WORK REQUEST: For each line of the data below that holds "SQLite", copy the line.

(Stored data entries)
********

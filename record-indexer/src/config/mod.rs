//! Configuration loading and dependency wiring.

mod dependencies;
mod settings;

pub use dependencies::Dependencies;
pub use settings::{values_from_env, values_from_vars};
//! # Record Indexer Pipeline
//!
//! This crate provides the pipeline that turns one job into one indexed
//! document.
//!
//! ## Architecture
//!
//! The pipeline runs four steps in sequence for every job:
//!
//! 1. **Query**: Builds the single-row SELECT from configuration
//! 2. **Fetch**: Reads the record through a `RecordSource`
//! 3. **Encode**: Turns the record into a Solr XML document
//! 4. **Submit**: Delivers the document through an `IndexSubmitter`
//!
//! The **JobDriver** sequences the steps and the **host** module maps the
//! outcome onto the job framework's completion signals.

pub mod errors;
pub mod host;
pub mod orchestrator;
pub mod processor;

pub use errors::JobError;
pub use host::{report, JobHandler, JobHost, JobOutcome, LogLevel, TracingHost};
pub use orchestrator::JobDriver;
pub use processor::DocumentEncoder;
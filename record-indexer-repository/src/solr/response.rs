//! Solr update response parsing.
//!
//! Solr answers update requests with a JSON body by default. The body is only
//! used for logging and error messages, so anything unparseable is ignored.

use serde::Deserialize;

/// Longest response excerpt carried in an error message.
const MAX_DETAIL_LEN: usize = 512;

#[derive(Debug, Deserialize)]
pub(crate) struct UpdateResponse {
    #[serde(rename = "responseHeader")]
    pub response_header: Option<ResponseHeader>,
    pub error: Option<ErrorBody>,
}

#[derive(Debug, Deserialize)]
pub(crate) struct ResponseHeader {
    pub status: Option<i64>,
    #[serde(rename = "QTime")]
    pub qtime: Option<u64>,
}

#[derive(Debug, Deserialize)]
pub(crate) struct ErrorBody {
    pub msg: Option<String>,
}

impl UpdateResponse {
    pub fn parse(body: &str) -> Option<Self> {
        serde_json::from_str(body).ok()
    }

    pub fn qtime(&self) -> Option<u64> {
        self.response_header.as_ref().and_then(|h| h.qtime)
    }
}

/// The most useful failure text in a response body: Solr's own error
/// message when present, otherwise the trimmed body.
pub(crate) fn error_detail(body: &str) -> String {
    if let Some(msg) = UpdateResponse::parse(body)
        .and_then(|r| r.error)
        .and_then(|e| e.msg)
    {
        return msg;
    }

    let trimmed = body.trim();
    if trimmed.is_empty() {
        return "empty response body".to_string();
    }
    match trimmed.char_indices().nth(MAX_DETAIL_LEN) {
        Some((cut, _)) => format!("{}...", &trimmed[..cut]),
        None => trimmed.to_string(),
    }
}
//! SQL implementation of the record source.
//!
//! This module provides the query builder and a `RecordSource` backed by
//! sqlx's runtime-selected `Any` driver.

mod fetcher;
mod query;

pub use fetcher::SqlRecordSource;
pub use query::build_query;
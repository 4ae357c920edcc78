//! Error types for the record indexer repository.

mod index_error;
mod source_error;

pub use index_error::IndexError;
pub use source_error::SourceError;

********

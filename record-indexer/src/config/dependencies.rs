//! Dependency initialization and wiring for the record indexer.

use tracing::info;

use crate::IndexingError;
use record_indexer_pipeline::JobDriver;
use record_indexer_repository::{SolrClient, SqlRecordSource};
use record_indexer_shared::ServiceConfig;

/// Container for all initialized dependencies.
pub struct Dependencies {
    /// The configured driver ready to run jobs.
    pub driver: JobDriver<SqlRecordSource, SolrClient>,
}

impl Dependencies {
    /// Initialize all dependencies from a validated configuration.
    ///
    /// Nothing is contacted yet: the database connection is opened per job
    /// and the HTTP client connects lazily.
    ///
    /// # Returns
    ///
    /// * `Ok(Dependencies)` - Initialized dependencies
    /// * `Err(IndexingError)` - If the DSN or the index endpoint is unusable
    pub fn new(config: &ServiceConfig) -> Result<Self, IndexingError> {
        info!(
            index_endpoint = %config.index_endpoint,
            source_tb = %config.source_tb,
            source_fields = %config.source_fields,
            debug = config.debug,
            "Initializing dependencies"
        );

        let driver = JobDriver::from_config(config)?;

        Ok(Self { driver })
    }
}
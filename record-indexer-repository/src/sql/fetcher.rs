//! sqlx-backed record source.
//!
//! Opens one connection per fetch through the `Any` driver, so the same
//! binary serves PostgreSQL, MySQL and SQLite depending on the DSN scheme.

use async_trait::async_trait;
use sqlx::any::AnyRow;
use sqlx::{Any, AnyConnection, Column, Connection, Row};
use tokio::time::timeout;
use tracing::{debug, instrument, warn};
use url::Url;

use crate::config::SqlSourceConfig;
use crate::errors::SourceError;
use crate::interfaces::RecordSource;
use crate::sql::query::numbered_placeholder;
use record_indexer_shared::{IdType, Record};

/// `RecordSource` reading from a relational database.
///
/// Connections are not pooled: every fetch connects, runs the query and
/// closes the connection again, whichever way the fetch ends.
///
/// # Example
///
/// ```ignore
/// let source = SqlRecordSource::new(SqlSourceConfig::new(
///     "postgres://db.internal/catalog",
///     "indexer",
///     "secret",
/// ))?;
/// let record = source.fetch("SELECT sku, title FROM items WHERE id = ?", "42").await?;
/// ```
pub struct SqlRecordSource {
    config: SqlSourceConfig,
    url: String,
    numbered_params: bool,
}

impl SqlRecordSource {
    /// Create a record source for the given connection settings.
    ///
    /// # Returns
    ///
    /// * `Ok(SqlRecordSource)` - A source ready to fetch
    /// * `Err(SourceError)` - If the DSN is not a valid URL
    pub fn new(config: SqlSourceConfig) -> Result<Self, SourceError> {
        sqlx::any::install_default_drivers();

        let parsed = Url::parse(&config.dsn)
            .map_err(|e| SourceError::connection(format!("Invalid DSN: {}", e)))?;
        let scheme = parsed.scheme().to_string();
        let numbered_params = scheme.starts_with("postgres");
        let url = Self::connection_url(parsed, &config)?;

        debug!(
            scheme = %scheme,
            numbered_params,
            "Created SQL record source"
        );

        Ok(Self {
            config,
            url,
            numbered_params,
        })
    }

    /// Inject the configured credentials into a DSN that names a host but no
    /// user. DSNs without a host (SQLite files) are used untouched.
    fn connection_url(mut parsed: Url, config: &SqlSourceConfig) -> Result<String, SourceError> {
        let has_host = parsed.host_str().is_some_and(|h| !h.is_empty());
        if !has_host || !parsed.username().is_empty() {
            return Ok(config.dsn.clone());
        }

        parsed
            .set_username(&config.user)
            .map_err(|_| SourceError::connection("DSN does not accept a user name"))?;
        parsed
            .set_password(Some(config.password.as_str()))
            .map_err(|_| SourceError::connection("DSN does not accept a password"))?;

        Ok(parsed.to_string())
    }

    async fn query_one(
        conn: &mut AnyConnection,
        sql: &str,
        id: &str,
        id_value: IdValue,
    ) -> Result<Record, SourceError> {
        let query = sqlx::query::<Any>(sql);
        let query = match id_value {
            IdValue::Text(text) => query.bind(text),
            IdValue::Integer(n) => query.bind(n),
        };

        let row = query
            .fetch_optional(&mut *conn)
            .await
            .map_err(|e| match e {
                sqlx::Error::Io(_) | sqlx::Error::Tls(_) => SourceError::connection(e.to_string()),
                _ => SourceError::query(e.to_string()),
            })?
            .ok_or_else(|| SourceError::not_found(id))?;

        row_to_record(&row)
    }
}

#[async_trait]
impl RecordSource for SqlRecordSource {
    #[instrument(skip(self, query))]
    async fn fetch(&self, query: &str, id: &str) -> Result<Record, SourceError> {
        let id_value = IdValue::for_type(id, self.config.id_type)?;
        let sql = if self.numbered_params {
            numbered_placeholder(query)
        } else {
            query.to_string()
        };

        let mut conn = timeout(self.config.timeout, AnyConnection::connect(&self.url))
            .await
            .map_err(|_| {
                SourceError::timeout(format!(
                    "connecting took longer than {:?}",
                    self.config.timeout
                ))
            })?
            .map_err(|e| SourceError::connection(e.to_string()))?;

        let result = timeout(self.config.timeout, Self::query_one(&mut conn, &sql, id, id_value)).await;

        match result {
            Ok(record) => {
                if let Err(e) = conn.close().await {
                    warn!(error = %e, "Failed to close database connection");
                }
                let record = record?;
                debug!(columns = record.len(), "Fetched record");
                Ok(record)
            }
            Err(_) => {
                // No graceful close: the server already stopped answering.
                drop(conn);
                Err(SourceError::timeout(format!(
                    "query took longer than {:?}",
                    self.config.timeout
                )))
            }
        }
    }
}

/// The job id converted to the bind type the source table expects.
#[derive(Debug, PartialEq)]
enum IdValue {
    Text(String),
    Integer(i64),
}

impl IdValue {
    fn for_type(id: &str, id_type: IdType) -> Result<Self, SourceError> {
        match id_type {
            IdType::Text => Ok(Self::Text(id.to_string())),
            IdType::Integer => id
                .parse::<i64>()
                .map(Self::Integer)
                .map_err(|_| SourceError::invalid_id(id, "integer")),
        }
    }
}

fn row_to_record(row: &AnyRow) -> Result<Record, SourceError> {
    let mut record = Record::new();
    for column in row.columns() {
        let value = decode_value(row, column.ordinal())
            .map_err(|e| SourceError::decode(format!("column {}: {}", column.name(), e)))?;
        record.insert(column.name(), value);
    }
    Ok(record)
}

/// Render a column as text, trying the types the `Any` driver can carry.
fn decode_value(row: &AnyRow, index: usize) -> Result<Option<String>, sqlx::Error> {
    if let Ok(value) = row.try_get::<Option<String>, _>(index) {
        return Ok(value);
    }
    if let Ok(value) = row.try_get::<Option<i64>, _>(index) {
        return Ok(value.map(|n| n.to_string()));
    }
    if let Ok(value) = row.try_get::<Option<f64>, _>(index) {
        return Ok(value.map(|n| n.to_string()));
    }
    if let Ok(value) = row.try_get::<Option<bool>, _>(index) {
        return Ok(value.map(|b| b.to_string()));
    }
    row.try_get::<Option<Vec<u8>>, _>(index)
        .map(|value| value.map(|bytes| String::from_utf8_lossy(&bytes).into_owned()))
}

********

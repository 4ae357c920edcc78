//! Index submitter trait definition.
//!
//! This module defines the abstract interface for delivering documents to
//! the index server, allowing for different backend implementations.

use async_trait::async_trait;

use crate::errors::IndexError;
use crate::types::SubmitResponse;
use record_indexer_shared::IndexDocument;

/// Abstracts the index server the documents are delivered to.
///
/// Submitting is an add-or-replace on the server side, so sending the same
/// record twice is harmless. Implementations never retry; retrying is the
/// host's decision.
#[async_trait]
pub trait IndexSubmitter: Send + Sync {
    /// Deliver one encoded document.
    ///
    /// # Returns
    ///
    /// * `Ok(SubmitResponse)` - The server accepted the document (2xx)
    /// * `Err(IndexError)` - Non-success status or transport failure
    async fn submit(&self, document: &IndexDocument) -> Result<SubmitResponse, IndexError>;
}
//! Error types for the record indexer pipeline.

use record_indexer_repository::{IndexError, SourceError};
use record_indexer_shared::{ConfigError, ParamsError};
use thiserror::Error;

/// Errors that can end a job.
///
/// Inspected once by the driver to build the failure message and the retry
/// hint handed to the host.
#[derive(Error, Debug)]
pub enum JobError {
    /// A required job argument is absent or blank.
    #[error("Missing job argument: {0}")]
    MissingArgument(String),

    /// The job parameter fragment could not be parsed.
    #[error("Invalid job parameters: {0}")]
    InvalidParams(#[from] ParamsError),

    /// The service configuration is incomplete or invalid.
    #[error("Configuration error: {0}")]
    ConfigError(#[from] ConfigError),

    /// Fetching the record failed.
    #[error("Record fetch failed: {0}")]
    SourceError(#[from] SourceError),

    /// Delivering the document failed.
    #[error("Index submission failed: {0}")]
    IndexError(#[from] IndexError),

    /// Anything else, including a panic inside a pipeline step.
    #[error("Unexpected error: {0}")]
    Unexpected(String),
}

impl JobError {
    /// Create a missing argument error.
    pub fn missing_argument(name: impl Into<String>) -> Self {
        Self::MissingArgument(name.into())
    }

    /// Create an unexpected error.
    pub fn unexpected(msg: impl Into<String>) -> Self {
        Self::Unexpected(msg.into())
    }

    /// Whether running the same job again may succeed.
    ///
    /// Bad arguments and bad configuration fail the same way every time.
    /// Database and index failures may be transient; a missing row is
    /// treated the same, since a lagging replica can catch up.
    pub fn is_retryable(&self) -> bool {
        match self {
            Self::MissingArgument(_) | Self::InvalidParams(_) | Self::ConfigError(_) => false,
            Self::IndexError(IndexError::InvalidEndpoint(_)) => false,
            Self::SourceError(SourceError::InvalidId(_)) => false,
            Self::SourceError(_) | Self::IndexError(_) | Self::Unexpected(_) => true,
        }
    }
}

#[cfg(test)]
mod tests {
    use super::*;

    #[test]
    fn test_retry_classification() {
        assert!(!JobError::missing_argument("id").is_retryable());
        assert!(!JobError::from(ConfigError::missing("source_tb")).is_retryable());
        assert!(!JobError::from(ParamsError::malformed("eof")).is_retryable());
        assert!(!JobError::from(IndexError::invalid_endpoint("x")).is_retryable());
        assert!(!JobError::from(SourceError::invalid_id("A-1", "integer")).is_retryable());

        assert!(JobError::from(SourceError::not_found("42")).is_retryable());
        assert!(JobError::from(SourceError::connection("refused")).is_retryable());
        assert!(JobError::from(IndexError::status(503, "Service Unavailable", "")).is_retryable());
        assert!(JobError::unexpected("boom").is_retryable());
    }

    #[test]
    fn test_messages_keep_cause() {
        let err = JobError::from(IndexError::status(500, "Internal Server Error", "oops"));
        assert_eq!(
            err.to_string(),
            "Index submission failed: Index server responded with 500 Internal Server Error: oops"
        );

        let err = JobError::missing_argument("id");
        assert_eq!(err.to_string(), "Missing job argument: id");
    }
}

********

WRITTEN REPLY:
//! binary serves PostgreSQL, MySQL and SQLite depending on the DSN scheme.
    /// user. DSNs without a host (SQLite files) are used untouched.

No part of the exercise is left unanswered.